Par un jugement n° 2108924 du 16 décembre 2021, le tribunal administratif de Versailles a rejeté sa demande.
Procédure devant la cour :
Par une requête enregistrée le 11 janvier 2022, M. A B, représenté par Me Saïdi, avocat, demande à la cour :
1°) d'annuler ce jugement ;
2°) d'annuler cet arrêté ;
3°) d'enjoindre au préfet de l'Essonne de lui délivrer un titre de séjour dans le délai de deux mois à compter de la notification de la décision à intervenir ou, à titre subsidiaire, de réexaminer sa situation dans le délai de quinze jours à compter de la notification de la décision à intervenir et de lui délivrer, dans cette attente, une autorisation provisoire de séjour ;
4°) de mettre à la charge de l'État la somme de 1 500 euros à lui verser au titre de l'article L. 761-1 du code de justice administrative.
Il soutient que :
Sur le bien-fondé du jugement :
En ce qui concerne l'arrêté préfectoral litigieux :
- il est insuffisamment motivé ;
- il révèle un défaut d'examen particulier de sa situation personnelle ;
- l'arrêté méconnaît les lignes directrices de la circulaire du 28 novembre 2012 et le préfet a commis une erreur de droit en méconnaissant le principe d'égalité entre les usagers du service public en ce que cet arrêté fait une application différenciée de cette circulaire entre les étrangers ;
- il méconnaît les stipulations de l'article 8 de la convention européenne de sauvegarde des droits de l'homme et des libertés fondamentales ;
- il est entaché d'une erreur manifeste dans l'appréciation de ses conséquences sur sa situation personnelle.
Vu les autres pièces du dossier.
Vu :
- la convention européenne de sauvegarde des droits de l'homme et des libertés fondamentales ;
-1'accord du 17 mars 1988 entre le Gouvernement de la République française et le Gouvernement de la République de Tunisie en matière de séjour et de travail ;
- le code des relations entre le public et l'administration ;
- le code de l'entrée et du séjour des étrangers et du droit d'asile ;
- la circulaire du 28 novembre 2012 relative aux conditions d'examen des demandes d'admission au séjour déposées par des ressortissants étrangers en situation irrégulière ;
- le code de justice administrative.
Considérant ce qui suit :
1. Aux termes du dernier alinéa de l'article R. 222-1 du code de justice administrative : " () Les présidents des cours administratives d'appel () peuvent () par ordonnance, rejeter () après l'expiration du délai de recours () les requêtes d'appel manifestement dépourvues de fondement. () ".
2. M. C A B, ressortissant tunisien né le 10 novembre 1981 à Bir Ali Benkhalifa, qui a déclaré être entré en France en mars 2011, a sollicité le 15 février 2021 son admission au séjour au titre des dispositions de l'article L. 435-1 du code de l'entrée et du séjour des étrangers et du droit d'asile.
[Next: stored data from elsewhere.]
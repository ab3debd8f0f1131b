//! Read-side aggregation of click logs.
//!
//! Everything here is pure: the service layer loads the in-window logs and this
//! module turns them into the report structures served by the API.

use std::collections::{BTreeMap, HashMap, HashSet};

use chrono::{DateTime, Duration, NaiveDate, Timelike, Utc};
use serde::Serialize;

use crate::domain::entities::{ClickLog, UNKNOWN};
use crate::utils::url_validator::referrer_host;

/// Referrer category for clicks without a usable referrer.
pub const DIRECT: &str = "direct";

/// Reporting window ending now.
#[derive(Debug, Clone, Copy, PartialEq, Eq, Default)]
pub enum Period {
    Day,
    #[default]
    Week,
    Month,
    Year,
}

impl Period {
    /// Parses a query value; anything unrecognised falls back to a week.
    pub fn parse(value: Option<&str>) -> Self {
        match value.map(|v| v.trim().to_ascii_lowercase()).as_deref() {
            Some("day") => Self::Day,
            Some("month") => Self::Month,
            Some("year") => Self::Year,
            _ => Self::Week,
        }
    }

    pub fn as_str(&self) -> &'static str {
        match self {
            Self::Day => "day",
            Self::Week => "week",
            Self::Month => "month",
            Self::Year => "year",
        }
    }

    pub fn duration(&self) -> Duration {
        match self {
            Self::Day => Duration::hours(24),
            Self::Week => Duration::days(7),
            Self::Month => Duration::days(30),
            Self::Year => Duration::days(365),
        }
    }

    /// Start of the window that ends at `now`.
    pub fn since(&self, now: DateTime<Utc>) -> DateTime<Utc> {
        now - self.duration()
    }
}

#[derive(Debug, Clone, PartialEq, Serialize)]
pub struct Summary {
    pub total_clicks: i64,
    pub unique_clicks: i64,
    /// Busiest UTC hour as `HH:00`.
    pub peak_hour: Option<String>,
    /// Busiest UTC date as `YYYY-MM-DD`.
    pub peak_day: Option<String>,
    pub avg_daily_clicks: f64,
}

#[derive(Debug, Clone, PartialEq, Serialize)]
pub struct DailyPoint {
    pub date: String,
    pub clicks: i64,
    pub unique_clicks: i64,
}

/// One category of a breakdown. `percentage` is the fraction of all clicks (0..=1).
#[derive(Debug, Clone, PartialEq, Serialize)]
pub struct Breakdown {
    pub category: String,
    pub clicks: i64,
    pub percentage: f64,
}

#[derive(Debug, Clone, PartialEq, Serialize)]
pub struct LinkAnalytics {
    pub summary: Summary,
    pub time_series: Vec<DailyPoint>,
    pub geographic: Vec<Breakdown>,
    pub devices: Vec<Breakdown>,
    pub browsers: Vec<Breakdown>,
    pub operating_systems: Vec<Breakdown>,
    pub referrers: Vec<Breakdown>,
}

#[derive(Debug, Clone, PartialEq, Serialize)]
pub struct TrendPoint {
    pub date: String,
    pub clicks: i64,
}

/// Aggregates the clicks of one link observed between `since` and `now`.
pub fn aggregate(clicks: &[ClickLog], since: DateTime<Utc>, now: DateTime<Utc>) -> LinkAnalytics {
    let total = clicks.len() as i64;

    LinkAnalytics {
        summary: summarize(clicks),
        time_series: time_series(clicks, since, now),
        geographic: breakdown(clicks, total, |c| {
            c.country.clone().unwrap_or_else(|| UNKNOWN.to_string())
        }),
        devices: breakdown(clicks, total, |c| c.device_type.clone()),
        browsers: breakdown(clicks, total, |c| c.browser.clone()),
        operating_systems: breakdown(clicks, total, |c| c.os.clone()),
        referrers: breakdown(clicks, total, |c| {
            referrer_host(c.referrer.as_deref()).unwrap_or_else(|| DIRECT.to_string())
        }),
    }
}

fn summarize(clicks: &[ClickLog]) -> Summary {
    let unique = clicks.iter().map(|c| c.ip_hash.as_str()).collect::<HashSet<_>>();

    let mut hours: BTreeMap<u32, i64> = BTreeMap::new();
    let mut days: BTreeMap<NaiveDate, i64> = BTreeMap::new();
    for click in clicks {
        *hours.entry(click.clicked_at.hour()).or_default() += 1;
        *days.entry(click.clicked_at.date_naive()).or_default() += 1;
    }

    let avg_daily_clicks = if days.is_empty() {
        0.0
    } else {
        round2(clicks.len() as f64 / days.len() as f64)
    };

    Summary {
        total_clicks: clicks.len() as i64,
        unique_clicks: unique.len() as i64,
        peak_hour: busiest(&hours).map(|h| format!("{:02}:00", h)),
        peak_day: busiest(&days).map(|d| d.format("%Y-%m-%d").to_string()),
        avg_daily_clicks,
    }
}

/// Key with the most hits; ties go to the smallest key.
fn busiest<K: Copy + Ord>(counts: &BTreeMap<K, i64>) -> Option<K> {
    let mut best: Option<(K, i64)> = None;
    for (key, count) in counts {
        if best.is_none_or(|(_, c)| *count > c) {
            best = Some((*key, *count));
        }
    }
    best.map(|(k, _)| k)
}

fn time_series(clicks: &[ClickLog], since: DateTime<Utc>, now: DateTime<Utc>) -> Vec<DailyPoint> {
    if clicks.is_empty() {
        return Vec::new();
    }

    let mut per_day: HashMap<NaiveDate, (i64, HashSet<&str>)> = HashMap::new();
    for click in clicks {
        let entry = per_day.entry(click.clicked_at.date_naive()).or_default();
        entry.0 += 1;
        entry.1.insert(click.ip_hash.as_str());
    }

    days_between(since, now)
        .into_iter()
        .map(|day| {
            let (clicks, unique) = per_day
                .get(&day)
                .map(|(n, ips)| (*n, ips.len() as i64))
                .unwrap_or((0, 0));
            DailyPoint {
                date: day.format("%Y-%m-%d").to_string(),
                clicks,
                unique_clicks: unique,
            }
        })
        .collect()
}

/// Zero-filled per-day totals for a dashboard window.
///
/// `counts` maps `YYYY-MM-DD` to clicks; dates outside the window are ignored.
pub fn click_trends(
    counts: &HashMap<String, i64>,
    since: DateTime<Utc>,
    now: DateTime<Utc>,
) -> Vec<TrendPoint> {
    days_between(since, now)
        .into_iter()
        .map(|day| {
            let date = day.format("%Y-%m-%d").to_string();
            let clicks = counts.get(&date).copied().unwrap_or(0);
            TrendPoint { date, clicks }
        })
        .collect()
}

fn days_between(since: DateTime<Utc>, now: DateTime<Utc>) -> Vec<NaiveDate> {
    let last = now.date_naive();
    let mut day = since.date_naive();
    let mut days = Vec::new();
    while day <= last {
        days.push(day);
        match day.succ_opt() {
            Some(next) => day = next,
            None => break,
        }
    }
    days
}

fn breakdown<F>(clicks: &[ClickLog], total: i64, key: F) -> Vec<Breakdown>
where
    F: Fn(&ClickLog) -> String,
{
    let mut counts: HashMap<String, i64> = HashMap::new();
    for click in clicks {
        *counts.entry(key(click)).or_default() += 1;
    }

    let mut rows: Vec<Breakdown> = counts
        .into_iter()
        .map(|(category, clicks)| Breakdown {
            percentage: percentage(clicks, total),
            category,
            clicks,
        })
        .collect();

    rows.sort_by(|a, b| {
        b.clicks
            .cmp(&a.clicks)
            .then_with(|| a.category.cmp(&b.category))
    });
    rows
}

/// Fraction of `total` rounded to four decimals; 0 when `total` is 0.
pub fn percentage(part: i64, total: i64) -> f64 {
    if total == 0 {
        return 0.0;
    }
    (part as f64 / total as f64 * 10_000.0).round() / 10_000.0
}

fn round2(value: f64) -> f64 {
    (value * 100.0).round() / 100.0
}

#[cfg(test)]
mod tests {
    use super::*;
    use chrono::TimeZone;

    fn click(at: DateTime<Utc>, ip_hash: &str, device: &str, referrer: Option<&str>) -> ClickLog {
        ClickLog {
            id: 0,
            link_id: 1,
            ip_hash: ip_hash.to_string(),
            user_agent: String::new(),
            device_type: device.to_string(),
            browser: "Chrome".to_string(),
            os: "Linux".to_string(),
            country: None,
            referrer: referrer.map(str::to_string),
            clicked_at: at,
        }
    }

    fn now() -> DateTime<Utc> {
        Utc.with_ymd_and_hms(2026, 5, 10, 18, 0, 0).unwrap()
    }

    #[test]
    fn test_period_parse() {
        assert_eq!(Period::parse(Some("day")), Period::Day);
        assert_eq!(Period::parse(Some("MONTH")), Period::Month);
        assert_eq!(Period::parse(Some("year")), Period::Year);
        assert_eq!(Period::parse(Some("fortnight")), Period::Week);
        assert_eq!(Period::parse(None), Period::Week);
        assert_eq!(Period::Day.since(now()), now() - Duration::hours(24));
    }

    #[test]
    fn test_zero_clicks() {
        let report = aggregate(&[], Period::Week.since(now()), now());

        assert_eq!(report.summary.total_clicks, 0);
        assert_eq!(report.summary.unique_clicks, 0);
        assert!(report.summary.peak_hour.is_none());
        assert!(report.summary.peak_day.is_none());
        assert_eq!(report.summary.avg_daily_clicks, 0.0);
        assert!(report.time_series.is_empty());
        assert!(report.devices.is_empty());
        assert_eq!(percentage(0, 0), 0.0);
        assert!(!percentage(0, 0).is_nan());
    }

    #[test]
    fn test_summary_and_breakdowns() {
        let d1 = Utc.with_ymd_and_hms(2026, 5, 9, 14, 10, 0).unwrap();
        let d2 = Utc.with_ymd_and_hms(2026, 5, 10, 9, 0, 0).unwrap();
        let clicks = vec![
            click(d1, "a", "mobile", Some("https://t.co/abc")),
            click(d1 + Duration::minutes(5), "a", "mobile", None),
            click(d1 + Duration::minutes(20), "b", "desktop", Some("https://t.co/xyz")),
            click(d2, "c", "tablet", Some("not a url")),
        ];

        let report = aggregate(&clicks, Period::Week.since(now()), now());

        assert_eq!(report.summary.total_clicks, 4);
        assert_eq!(report.summary.unique_clicks, 3);
        assert_eq!(report.summary.peak_hour.as_deref(), Some("14:00"));
        assert_eq!(report.summary.peak_day.as_deref(), Some("2026-05-09"));
        assert_eq!(report.summary.avg_daily_clicks, 2.0);

        assert_eq!(report.devices[0].category, "mobile");
        assert_eq!(report.devices[0].clicks, 2);
        assert_eq!(report.devices[0].percentage, 0.5);
        assert_eq!(report.devices[2].percentage, 0.25);
        // equal counts are ordered by name
        assert_eq!(report.devices[1].category, "desktop");
        assert_eq!(report.devices[2].category, "tablet");

        assert_eq!(report.referrers[0].category, "direct");
        assert_eq!(report.referrers[0].clicks, 2);
        assert_eq!(report.referrers[1].category, "t.co");

        assert_eq!(report.geographic.len(), 1);
        assert_eq!(report.geographic[0].category, "unknown");
        assert_eq!(report.geographic[0].percentage, 1.0);
    }

    #[test]
    fn test_time_series_is_zero_filled() {
        let d = Utc.with_ymd_and_hms(2026, 5, 8, 1, 0, 0).unwrap();
        let clicks = vec![click(d, "a", "desktop", None), click(d, "a", "desktop", None)];

        let report = aggregate(&clicks, Period::Week.since(now()), now());

        assert_eq!(report.time_series.len(), 8);
        assert_eq!(report.time_series.first().unwrap().date, "2026-05-03");
        assert_eq!(report.time_series.last().unwrap().date, "2026-05-10");

        let busy = report
            .time_series
            .iter()
            .find(|p| p.date == "2026-05-08")
            .unwrap();
        assert_eq!(busy.clicks, 2);
        assert_eq!(busy.unique_clicks, 1);
        assert_eq!(report.time_series.iter().map(|p| p.clicks).sum::<i64>(), 2);
    }

    #[test]
    fn test_percentages_are_fractions() {
        assert_eq!(percentage(1, 3), 0.3333);
        assert_eq!(percentage(2, 3), 0.6667);
        assert_eq!(percentage(5, 5), 1.0);
        assert_eq!(percentage(3, 0), 0.0);
    }

    #[test]
    fn test_click_trends() {
        let mut counts = HashMap::new();
        counts.insert("2026-05-10".to_string(), 4);
        counts.insert("2020-01-01".to_string(), 99);

        let trends = click_trends(&counts, Period::Day.since(now()), now());

        assert_eq!(
            trends,
            vec![
                TrendPoint { date: "2026-05-09".to_string(), clicks: 0 },
                TrendPoint { date: "2026-05-10".to_string(), clicks: 4 },
            ]
        );
    }
}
Par un arrêté du 27 septembre 2021, le préfet de l'Essonne a rejeté sa demande, l'a obligé à quitter le territoire français dans le délai de trente jours et a fixé le pays de destination. M. A B relève appel du jugement du 16 décembre 2021 par lequel le tribunal administratif de Versailles a rejeté sa demande tendant à l'annulation de cet arrêté.
Sur le bien-fondé du jugement :
En ce qui concerne l'arrêté préfectoral litigieux :
3. En premier lieu, les moyens tirés de l'insuffisance de motivation et du défaut d'examen particulier de sa situation personnelle, déjà soulevés en première instance et à l'appui desquels M. A B ne présente en appel aucun élément de fait ou de droit nouveau, doivent être écartés pour les mêmes motifs que ceux retenus à bon droit et exposés par les premiers juges aux points 2. et 3. du jugement entrepris.
4. En deuxième lieu, les moyens tirés de la méconnaissance de la circulaire du 28 novembre 2012 du ministère de l'intérieur relative aux conditions d'examen des demandes d'admission au séjour déposées par des ressortissants étrangers en situation irrégulière dans le cadre des dispositions du code de l'entrée et du séjour des étrangers et du droit d'asile et de l'erreur de droit tenant à la méconnaissance du principe d'égalité entre les usagers du service public, déjà soulevés en première instance et à l'appui desquels M. A B ne présente en appel aucun élément de fait ou de droit nouveau, doivent être écartés pour les mêmes motifs que ceux retenus à bon droit et exposés par les premiers juges aux points 5. et 6. du jugement entrepris.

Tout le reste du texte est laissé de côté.